Methods and Results—To distinguish between the effects of systemic activation and cognate immune reactivity against a pathogen-derived persisting antigen in the vasculature, we used hypercholesterolemic transgenic mice constitutively expressing the -galactosidase (-gal) transgene in the cardiovascular system (apoE^-/-xSM-LacZ). After infection with -gal–recombinant MCMV-LacZ, apoE^-/-, and apoE^-/-xSM-LacZ mice mounted comparable cellular immune responses against the virus. -gal–specific CD8⁺ T cells expanded rapidly and remained detectable for at least 100 days in both mouse strains. However, compared with apoE^-/- mice, apoE^-/-xSM-LacZ mice developed drastically accelerated atherosclerosis.

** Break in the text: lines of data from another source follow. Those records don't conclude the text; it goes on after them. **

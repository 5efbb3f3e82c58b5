//! The recursive engine.
//!
//! Dispatch is by rule shape, never by value shape: the rule decides how the
//! value is interpreted. Every rule leaf is evaluated exactly once per call;
//! there is no short-circuiting across siblings, because the full outcome
//! tree (not an aggregate pass/fail) is the return contract.

use crate::outcome::{FieldOutcomes, Outcome};
use crate::rule::Rule;
use crate::value::Value;

/// Check `value` against `rule` and return the outcome tree.
///
/// Pure and synchronous. Recursion depth equals the rule tree's nesting
/// depth; bounding the depth of untrusted rule trees is the caller's job.
///
/// # Panics
///
/// Applying an array rule to a non-array value is a caller contract
/// violation and panics. A panicking predicate likewise propagates; the
/// engine catches nothing.
pub fn validate(value: &Value, rule: &Rule) -> Outcome {
    match rule {
        Rule::Leaf(predicate) => Outcome::Leaf(predicate.check(value)),

        Rule::Array { container, element } => {
            let container_ok = container.check(value);
            let elements = match value {
                Value::Array(items) => items.iter().map(|item| validate(item, element)).collect(),
                other => panic!("array rule applied to {} value", other.kind()),
            };
            Outcome::Array(container_ok, elements)
        }

        Rule::Object(rules) => {
            let mut fields = FieldOutcomes::with_capacity(rules.len());
            for (key, nested) in rules {
                // A missing field validates as null, matching how absence
                // flows into type-guarded leaves. Value fields the rule
                // does not name are dropped.
                let field = value.get(key).unwrap_or(&Value::Null);
                fields.insert(key.clone(), validate(field, nested));
            }
            Outcome::Object(fields)
        }

        // Defensive default for shape-less rule fragments.
        Rule::Malformed => Outcome::Leaf(false),
    }
}
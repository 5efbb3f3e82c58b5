//! Dynamic value tree the validator consumes.
//!
//! Owned and acyclic by construction: no `Rc`, no back-edges, so the
//! recursive engine never needs cycle detection. Objects keep insertion
//! order. Numbers live in a single f64 lane so integer/float predicates
//! agree on values like `1.0`.

use chrono::{DateTime, Utc};
use indexmap::IndexMap;
use serde::ser::{Serialize, SerializeMap, Serializer};

pub type Fields = IndexMap<String, Value>;

#[derive(Debug, Clone, PartialEq)]
pub enum Value {
    Null,
    Bool(bool),
    Number(f64),
    String(String),
    Date(DateTime<Utc>),
    Array(Vec<Value>),
    Object(Fields),
}

impl Value {
    /// Kind tag, used in panic messages and debugging output.
    pub fn kind(&self) -> &'static str {
        match self {
            Value::Null => "null",
            Value::Bool(_) => "bool",
            Value::Number(_) => "number",
            Value::String(_) => "string",
            Value::Date(_) => "date",
            Value::Array(_) => "array",
            Value::Object(_) => "object",
        }
    }

    /// Field access. `None` for a missing key and for any non-object
    /// receiver; absence is a normal outcome here, never an error.
    pub fn get(&self, key: &str) -> Option<&Value> {
        match self {
            Value::Object(fields) => fields.get(key),
            _ => None,
        }
    }

    pub fn as_str(&self) -> Option<&str> {
        match self {
            Value::String(s) => Some(s),
            _ => None,
        }
    }

    pub fn as_f64(&self) -> Option<f64> {
        match self {
            Value::Number(n) => Some(*n),
            _ => None,
        }
    }

    pub fn as_array(&self) -> Option<&[Value]> {
        match self {
            Value::Array(items) => Some(items),
            _ => None,
        }
    }
}

// ------------------------------ Conversions ------------------------------- //

impl From<bool> for Value {
    fn from(b: bool) -> Self {
        Value::Bool(b)
    }
}

impl From<f64> for Value {
    fn from(n: f64) -> Self {
        Value::Number(n)
    }
}

impl From<i64> for Value {
    fn from(n: i64) -> Self {
        Value::Number(n as f64)
    }
}

impl From<&str> for Value {
    fn from(s: &str) -> Self {
        Value::String(s.to_string())
    }
}

impl From<String> for Value {
    fn from(s: String) -> Self {
        Value::String(s)
    }
}

impl From<DateTime<Utc>> for Value {
    fn from(d: DateTime<Utc>) -> Self {
        Value::Date(d)
    }
}

impl<T: Into<Value>> From<Vec<T>> for Value {
    fn from(items: Vec<T>) -> Self {
        Value::Array(items.into_iter().map(Into::into).collect())
    }
}

/// JSON ingestion boundary. Dates never arise from JSON; out-of-range
/// numbers degrade to NaN rather than aborting the conversion.
impl From<serde_json::Value> for Value {
    fn from(v: serde_json::Value) -> Self {
        match v {
            serde_json::Value::Null => Value::Null,
            serde_json::Value::Bool(b) => Value::Bool(b),
            serde_json::Value::Number(n) => Value::Number(n.as_f64().unwrap_or(f64::NAN)),
            serde_json::Value::String(s) => Value::String(s),
            serde_json::Value::Array(items) => {
                Value::Array(items.into_iter().map(Value::from).collect())
            }
            serde_json::Value::Object(fields) => {
                Value::Object(fields.into_iter().map(|(k, v)| (k, Value::from(v))).collect())
            }
        }
    }
}

// Dates serialize as RFC 3339 strings; everything else maps onto the
// matching JSON form.
impl Serialize for Value {
    fn serialize<S: Serializer>(&self, serializer: S) -> Result<S::Ok, S::Error> {
        match self {
            Value::Null => serializer.serialize_unit(),
            Value::Bool(b) => serializer.serialize_bool(*b),
            Value::Number(n) => serializer.serialize_f64(*n),
            Value::String(s) => serializer.serialize_str(s),
            Value::Date(d) => serializer.serialize_str(&d.to_rfc3339()),
            Value::Array(items) => items.serialize(serializer),
            Value::Object(fields) => {
                let mut map = serializer.serialize_map(Some(fields.len()))?;
                for (key, value) in fields {
                    map.serialize_entry(key, value)?;
                }
                map.end()
            }
        }
    }
}

#[cfg(test)]
mod tests {
    use super::*;
    use serde_json::json;

    #[test]
    fn json_roundtrip_preserves_field_order() {
        let v = Value::from(json!({"z": 1, "a": [true, null], "m": "x"}));
        let Value::Object(fields) = &v else {
            panic!("expected object")
        };
        let keys: Vec<_> = fields.keys().map(String::as_str).collect();
        assert_eq!(keys, ["z", "a", "m"]);
        assert_eq!(serde_json::to_value(&v).unwrap(), json!({"z": 1.0, "a": [true, null], "m": "x"}));
    }

    #[test]
    fn get_on_non_object_is_none() {
        assert_eq!(Value::from(3.0).get("field"), None);
        assert_eq!(Value::Null.get("field"), None);
    }
}
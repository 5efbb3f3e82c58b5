//! Result trees.
//!
//! An outcome mirrors the shape of the rule that produced it, not the shape
//! of the value: only the leaf booleans depend on value content. The JSON
//! view keeps the same layout (`[container, [elements..]]` for array rules,
//! an object for field maps, a bare bool for leaves).

use indexmap::IndexMap;
use serde::ser::{Serialize, SerializeMap, SerializeSeq, Serializer};

use crate::rule::Rule;

pub type FieldOutcomes = IndexMap<String, Outcome>;

#[derive(Debug, Clone, PartialEq, Eq)]
pub enum Outcome {
    /// One predicate's verdict.
    Leaf(bool),
    /// Container verdict plus one outcome per element, in input order.
    Array(bool, Vec<Outcome>),
    /// One outcome per rule field, same keys as the rule's field map.
    Object(FieldOutcomes),
}

impl Outcome {
    /// Aggregate AND over the whole tree. A helper over the returned tree;
    /// the full tree stays the return contract of `validate`.
    pub fn passed(&self) -> bool {
        match self {
            Outcome::Leaf(ok) => *ok,
            Outcome::Array(container, elements) => {
                *container && elements.iter().all(Outcome::passed)
            }
            Outcome::Object(fields) => fields.values().all(Outcome::passed),
        }
    }

    /// Does this outcome have the shape the given rule dictates?
    ///
    /// Holds for every output of `validate` regardless of the value that was
    /// checked. A `Malformed` rule dictates a leaf.
    pub fn mirrors(&self, rule: &Rule) -> bool {
        match (self, rule) {
            (Outcome::Leaf(_), Rule::Leaf(_) | Rule::Malformed) => true,
            (Outcome::Array(_, elements), Rule::Array { element, .. }) => {
                elements.iter().all(|e| e.mirrors(element))
            }
            (Outcome::Object(fields), Rule::Object(rules)) => {
                fields.len() == rules.len()
                    && fields
                        .iter()
                        .all(|(key, outcome)| rules.get(key).is_some_and(|r| outcome.mirrors(r)))
            }
            _ => false,
        }
    }

    /// JSON view of the tree, in the layout described at module level.
    pub fn to_json(&self) -> serde_json::Value {
        serde_json::to_value(self).unwrap_or(serde_json::Value::Null)
    }
}

impl Serialize for Outcome {
    fn serialize<S: Serializer>(&self, serializer: S) -> Result<S::Ok, S::Error> {
        match self {
            Outcome::Leaf(ok) => serializer.serialize_bool(*ok),
            Outcome::Array(container, elements) => {
                let mut pair = serializer.serialize_seq(Some(2))?;
                pair.serialize_element(container)?;
                pair.serialize_element(elements)?;
                pair.end()
            }
            Outcome::Object(fields) => {
                let mut map = serializer.serialize_map(Some(fields.len()))?;
                for (key, outcome) in fields {
                    map.serialize_entry(key, outcome)?;
                }
                map.end()
            }
        }
    }
}

#[cfg(test)]
mod tests {
    use super::*;
    use serde_json::json;

    #[test]
    fn json_view_matches_rule_layout() {
        let outcome = Outcome::Array(
            true,
            vec![
                Outcome::Object(FieldOutcomes::from_iter([
                    ("name".to_string(), Outcome::Leaf(true)),
                    ("age".to_string(), Outcome::Leaf(false)),
                ])),
            ],
        );
        assert_eq!(
            outcome.to_json(),
            json!([true, [{"name": true, "age": false}]])
        );
    }

    #[test]
    fn passed_requires_every_leaf() {
        let all_true = Outcome::Array(true, vec![Outcome::Leaf(true), Outcome::Leaf(true)]);
        assert!(all_true.passed());

        let one_false = Outcome::Array(true, vec![Outcome::Leaf(true), Outcome::Leaf(false)]);
        assert!(!one_false.passed());

        let container_false = Outcome::Array(false, vec![]);
        assert!(!container_false.passed());
    }
}
//! Structural validation over dynamic value trees.
//!
//! A [`Rule`] tree describes, per field and per element, how to validate a
//! [`Value`]; [`validate`] walks both and returns an [`Outcome`] tree whose
//! shape mirrors the rule tree, with every predicate leaf resolved to a
//! boolean. The whole outcome tree always comes back; nothing aggregates or
//! short-circuits on the way.
//!
//! ```
//! use treecheck::{predicates::*, rules, validate, Rule, Value};
//! use serde_json::json;
//!
//! let people = Value::from(json!([
//!     { "name": "Dusan", "age": 29 },
//!     { "name": "Peter", "age": 33 },
//! ]));
//!
//! let rule = Rule::array(
//!     is_array(),
//!     rules! {
//!         name: is_string(),
//!         age: is_integer(),
//!     },
//! );
//!
//! let outcome = validate(&people, &rule);
//! assert!(outcome.passed());
//! assert_eq!(
//!     outcome.to_json(),
//!     json!([true, [{"name": true, "age": true}, {"name": true, "age": true}]]),
//! );
//! ```

pub mod outcome;
pub mod predicates;
pub mod rule;
pub mod validate;
pub mod value;

pub use outcome::Outcome;
pub use rule::{Predicate, Rule};
pub use validate::validate;
pub use value::Value;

Moreover, atherosclerotic lesions in MCMV-LacZ–infected apoE^-/-xSM-LacZ but not apoE^-/- mice were associated with pronounced inflammatory infiltrates.

Conclusions—Taken together, our data indicate that chronic immune reactivity against pathogen-derived antigens persisting in the vasculature significantly exacerbates atherogenesis.